The Austin Chronicle

https://www.austinchronicle.com/events/film/2020-08-21/unhinged/

Unhinged

Rated R, 90 min. Directed by Derrick Borte. Starring Russell Crowe, Caren Pistorius, Jimmi Simpson, Gabriel Bateman, Anne Leighton.

REVIEWED By Richard Whittaker, Fri., Aug. 21, 2020

"I'm the bad guy?" Michael Douglas asked under the skin of working stiff turned directionless vigilante Bill Foster in Falling Down. He was convinced of the rightness of his actions, stunned when it sunk in that he was the villain of his own story. For audiences trained to believe the protagonist was automatically the hero, it took a while to understand that they were meant to empathize not sympathize with him. There'll be no such concerns about Tom Cooper (Crowe, bulbous and belligerent), the bullying Southern-accented thug who decides to take the bad day of his own creation out on recently divorced Rachel (Pistorius). There might have been an element of support for Cooper when the harrassed single mom cuts him off at a light, but since he was just driving away from murdering his ex-wife and her lover, then burning down the house, sympathy is in short supply. That's when she becomes the target of his abstract wrath at an unjust world that he thinks has let him down, and he's going to teach her a bloody, and predictable, lesson - one that hits close to home after he steals her cell phone and contact list.

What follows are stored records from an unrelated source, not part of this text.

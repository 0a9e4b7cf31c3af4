//! Matching over a user-supplied list of image pairs.

use std::collections::HashMap;
use std::fs::File;
use std::io::{BufRead, BufReader};
use std::path::Path;
use std::sync::Arc;

use anyhow::{Context, Result};
use tracing::{error, info};

use crate::cache::MatcherCache;
use crate::database::Database;
use crate::matcher::{KernelSet, MatcherPool};
use crate::options::{ImagePairsConfig, MatchingConfig};
use crate::types::{ImageId, StopToken};

use super::{run_batches, PairGenerator};

/// Matches exactly the pairs named in a text file.
///
/// One pair per line as `name1 name2`; blank lines and lines starting
/// with `#` are skipped. Lines naming unknown images are reported and
/// skipped.
pub struct ImagePairsMatcher {
    options: ImagePairsConfig,
    match_options: MatchingConfig,
    database: Arc<dyn Database>,
    kernels: KernelSet,
    stop: StopToken,
}

impl ImagePairsMatcher {
    pub fn new(
        options: ImagePairsConfig,
        match_options: MatchingConfig,
        database: Arc<dyn Database>,
    ) -> Result<Self> {
        options.check()?;
        match_options.check()?;
        let kernels = KernelSet::cpu_only(&match_options);
        Ok(Self {
            options,
            match_options,
            database,
            kernels,
            stop: StopToken::new(),
        })
    }

    /// Replace the default kernels, e.g. to plug in a GPU backend.
    pub fn with_kernels(mut self, kernels: KernelSet) -> Self {
        self.kernels = kernels;
        self
    }

    /// Token that cancels the run at the next batch boundary.
    pub fn stop_token(&self) -> StopToken {
        self.stop.clone()
    }

    pub fn run(&self) -> Result<()> {
        info!("Custom feature matching");

        let mut cache = MatcherCache::new(self.options.block_size, Arc::clone(&self.database));
        cache.setup()?;
        let cache = Arc::new(cache);

        let mut pool = MatcherPool::new(
            self.match_options.clone(),
            Arc::clone(&cache),
            self.kernels.clone(),
        )?;
        pool.setup()?;

        let image_pairs = read_image_pairs_list(&self.options.match_list_path, &cache)?;
        let mut generator = ImagePairsGenerator::new(image_pairs, self.options.block_size);
        run_batches(&mut generator, &pool, self.database.as_ref(), &self.stop)
    }
}

/// Parse the match list, resolving image names to ids.
fn read_image_pairs_list(
    path: &Path,
    cache: &MatcherCache,
) -> Result<Vec<(ImageId, ImageId)>> {
    let mut name_to_id: HashMap<&str, ImageId> = HashMap::with_capacity(cache.num_images());
    for image_id in cache.image_ids() {
        if let Some(image) = cache.image(image_id) {
            name_to_id.insert(image.name.as_str(), image_id);
        }
    }

    let file = File::open(path)
        .with_context(|| format!("opening match list {}", path.display()))?;
    let reader = BufReader::new(file);

    let mut image_pairs = Vec::new();
    for line in reader.lines() {
        let line = line?;
        let line = line.trim();
        if line.is_empty() || line.starts_with('#') {
            continue;
        }

        let mut tokens = line.split_whitespace();
        let (Some(name1), Some(name2)) = (tokens.next(), tokens.next()) else {
            error!("malformed match list line: {line:?}");
            continue;
        };

        let Some(&image_id1) = name_to_id.get(name1) else {
            error!("image {name1} does not exist");
            continue;
        };
        let Some(&image_id2) = name_to_id.get(name2) else {
            error!("image {name2} does not exist");
            continue;
        };

        image_pairs.push((image_id1, image_id2));
    }
    Ok(image_pairs)
}

/// Emits the listed pairs in blocks of `block_size`.
pub(crate) struct ImagePairsGenerator {
    image_pairs: Vec<(ImageId, ImageId)>,
    block_size: usize,
    num_blocks: usize,
    offset: usize,
}

impl ImagePairsGenerator {
    pub(crate) fn new(image_pairs: Vec<(ImageId, ImageId)>, block_size: usize) -> Self {
        let num_blocks = image_pairs.len().div_ceil(block_size);
        Self {
            image_pairs,
            block_size,
            num_blocks,
            offset: 0,
        }
    }
}

impl PairGenerator for ImagePairsGenerator {
    fn next_batch(&mut self) -> Result<Option<Vec<(ImageId, ImageId)>>> {
        if self.offset >= self.image_pairs.len() {
            return Ok(None);
        }

        info!(
            "Matching block [{}/{}]",
            self.offset / self.block_size + 1,
            self.num_blocks
        );

        let block_end = (self.offset + self.block_size).min(self.image_pairs.len());
        let batch = self.image_pairs[self.offset..block_end].to_vec();
        self.offset = block_end;
        Ok(Some(batch))
    }
}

Director Derrick Borte (The Joneses) came closer to black comedy with similar material in last year's similarly themed American Dreamer. Here, it feels like the points of a much smarter and incisive script are buried under a more conventional hide-and-seek chase thriller - one that Borte executes incredibly well. The path of carnage that Tom wreaks is brutal, and every car crash this lunatic causes, every time he forces someone to unwillingly commit some sin, is an act of pure, bone crunching force. Crowe, never known for nuance, dispatches all subtlety with this pain-pill-addicted bulldozer of a man, working through some idiotic morality, sometimes even manipulating others into slaughter like some cut-rate Jigsaw Killer.

Less a morality tale than a cautionary one, under the "Chekov's candy-colored craft scissors" rote script there is still some critique of modern culture, and there aren't easy answers: Rachel and Tom are both having terrible days, but that doesn't make their responses equal. When it comes to heroism, one attempted savior gets run over for his act of charity, while an entire diner full of customers stares at their eggs or through their phones as a murder takes place in front of them. All in all, it's a bleak lesson in civility: don't honk your horn, because you just never know who you're honking at.